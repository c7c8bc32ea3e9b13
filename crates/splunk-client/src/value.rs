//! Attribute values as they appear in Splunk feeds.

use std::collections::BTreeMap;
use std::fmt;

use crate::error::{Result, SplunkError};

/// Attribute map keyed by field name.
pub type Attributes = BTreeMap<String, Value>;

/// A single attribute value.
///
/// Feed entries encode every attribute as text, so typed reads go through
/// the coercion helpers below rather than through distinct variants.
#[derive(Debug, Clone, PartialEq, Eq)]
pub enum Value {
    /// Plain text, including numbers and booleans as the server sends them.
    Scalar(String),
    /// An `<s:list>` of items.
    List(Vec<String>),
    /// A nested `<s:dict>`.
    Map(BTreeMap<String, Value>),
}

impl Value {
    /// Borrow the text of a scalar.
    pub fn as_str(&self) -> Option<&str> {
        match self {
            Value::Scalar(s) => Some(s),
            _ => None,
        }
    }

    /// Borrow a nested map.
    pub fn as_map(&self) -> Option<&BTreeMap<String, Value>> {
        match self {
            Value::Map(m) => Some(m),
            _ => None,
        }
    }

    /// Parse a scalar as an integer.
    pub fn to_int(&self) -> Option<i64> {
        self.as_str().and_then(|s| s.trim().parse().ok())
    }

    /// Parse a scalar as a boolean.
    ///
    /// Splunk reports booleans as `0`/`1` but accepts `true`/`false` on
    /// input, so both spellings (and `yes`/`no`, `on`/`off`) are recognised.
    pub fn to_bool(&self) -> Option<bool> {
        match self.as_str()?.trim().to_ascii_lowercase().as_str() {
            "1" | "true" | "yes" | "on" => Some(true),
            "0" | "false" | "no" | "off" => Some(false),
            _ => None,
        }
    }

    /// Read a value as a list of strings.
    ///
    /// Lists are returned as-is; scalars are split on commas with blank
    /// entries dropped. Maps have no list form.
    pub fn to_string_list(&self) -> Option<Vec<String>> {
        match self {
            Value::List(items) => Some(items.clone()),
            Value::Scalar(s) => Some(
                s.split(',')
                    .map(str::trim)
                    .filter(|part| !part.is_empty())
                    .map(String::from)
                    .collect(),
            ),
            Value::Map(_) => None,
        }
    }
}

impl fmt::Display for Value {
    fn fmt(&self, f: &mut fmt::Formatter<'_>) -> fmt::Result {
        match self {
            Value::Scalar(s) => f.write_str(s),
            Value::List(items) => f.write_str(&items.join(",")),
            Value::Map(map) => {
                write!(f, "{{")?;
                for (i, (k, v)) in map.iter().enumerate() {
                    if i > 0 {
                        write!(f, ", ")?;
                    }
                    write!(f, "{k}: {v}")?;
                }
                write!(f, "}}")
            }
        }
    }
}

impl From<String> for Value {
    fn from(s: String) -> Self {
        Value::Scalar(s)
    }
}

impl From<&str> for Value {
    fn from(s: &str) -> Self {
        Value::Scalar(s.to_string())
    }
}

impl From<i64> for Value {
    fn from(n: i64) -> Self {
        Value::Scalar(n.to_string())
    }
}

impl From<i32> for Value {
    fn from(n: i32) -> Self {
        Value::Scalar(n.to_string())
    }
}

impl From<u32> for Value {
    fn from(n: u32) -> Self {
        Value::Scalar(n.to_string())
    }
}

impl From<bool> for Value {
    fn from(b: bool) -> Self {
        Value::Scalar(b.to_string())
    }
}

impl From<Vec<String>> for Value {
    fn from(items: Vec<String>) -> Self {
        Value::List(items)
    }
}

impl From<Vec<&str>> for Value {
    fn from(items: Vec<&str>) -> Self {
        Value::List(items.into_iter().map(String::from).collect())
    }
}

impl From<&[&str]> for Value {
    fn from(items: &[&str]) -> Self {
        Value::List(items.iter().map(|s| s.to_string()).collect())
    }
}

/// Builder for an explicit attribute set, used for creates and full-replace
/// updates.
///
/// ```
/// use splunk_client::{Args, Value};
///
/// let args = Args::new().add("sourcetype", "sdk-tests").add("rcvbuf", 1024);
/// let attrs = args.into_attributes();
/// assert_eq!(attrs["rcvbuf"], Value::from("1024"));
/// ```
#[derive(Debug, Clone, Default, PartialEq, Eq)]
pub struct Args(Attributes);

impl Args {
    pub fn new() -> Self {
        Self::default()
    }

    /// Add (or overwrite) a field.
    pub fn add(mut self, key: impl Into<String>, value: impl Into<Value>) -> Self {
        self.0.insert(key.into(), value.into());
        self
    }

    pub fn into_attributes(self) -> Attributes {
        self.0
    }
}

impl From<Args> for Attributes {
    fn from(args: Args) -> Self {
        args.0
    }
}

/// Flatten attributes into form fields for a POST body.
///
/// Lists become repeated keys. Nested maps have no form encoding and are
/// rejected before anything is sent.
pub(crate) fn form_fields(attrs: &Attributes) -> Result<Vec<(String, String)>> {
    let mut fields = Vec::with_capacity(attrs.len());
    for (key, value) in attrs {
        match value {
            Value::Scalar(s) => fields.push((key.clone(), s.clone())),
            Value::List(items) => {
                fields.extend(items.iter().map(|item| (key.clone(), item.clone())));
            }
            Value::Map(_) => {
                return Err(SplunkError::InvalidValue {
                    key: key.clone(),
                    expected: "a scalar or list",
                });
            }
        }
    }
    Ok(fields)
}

━━━━━━

* Work to be completed *
Verbatim output is expected for the lines from the start of the data to the line in which "Splunk reports booleans" appears, both included.

* Solution for this task *
repository c7c8bc32ea3e9b13
filename crates/splunk-client/src/value.rs
//! Attribute values as they appear in Splunk feeds.

use std::collections::BTreeMap;
use std::fmt;

use crate::error::{Result, SplunkError};

/// Attribute map keyed by field name.
pub type Attributes = BTreeMap<String, Value>;

/// A single attribute value.
///
/// Feed entries encode every attribute as text, so typed reads go through
/// the coercion helpers below rather than through distinct variants.
#[derive(Debug, Clone, PartialEq, Eq)]
pub enum Value {
    /// Plain text, including numbers and booleans as the server sends them.
    Scalar(String),
    /// An `<s:list>` of items.
    List(Vec<String>),
    /// A nested `<s:dict>`.
    Map(BTreeMap<String, Value>),
}

impl Value {
    /// Borrow the text of a scalar.
    pub fn as_str(&self) -> Option<&str> {
        match self {
            Value::Scalar(s) => Some(s),
            _ => None,
        }
    }

    /// Borrow a nested map.
    pub fn as_map(&self) -> Option<&BTreeMap<String, Value>> {
        match self {
            Value::Map(m) => Some(m),
            _ => None,
        }
    }

    /// Parse a scalar as an integer.
    pub fn to_int(&self) -> Option<i64> {
        self.as_str().and_then(|s| s.trim().parse().ok())
    }

    /// Parse a scalar as a boolean.
    ///
    /// Splunk reports booleans as `0`/`1` but accepts `true`/`false` on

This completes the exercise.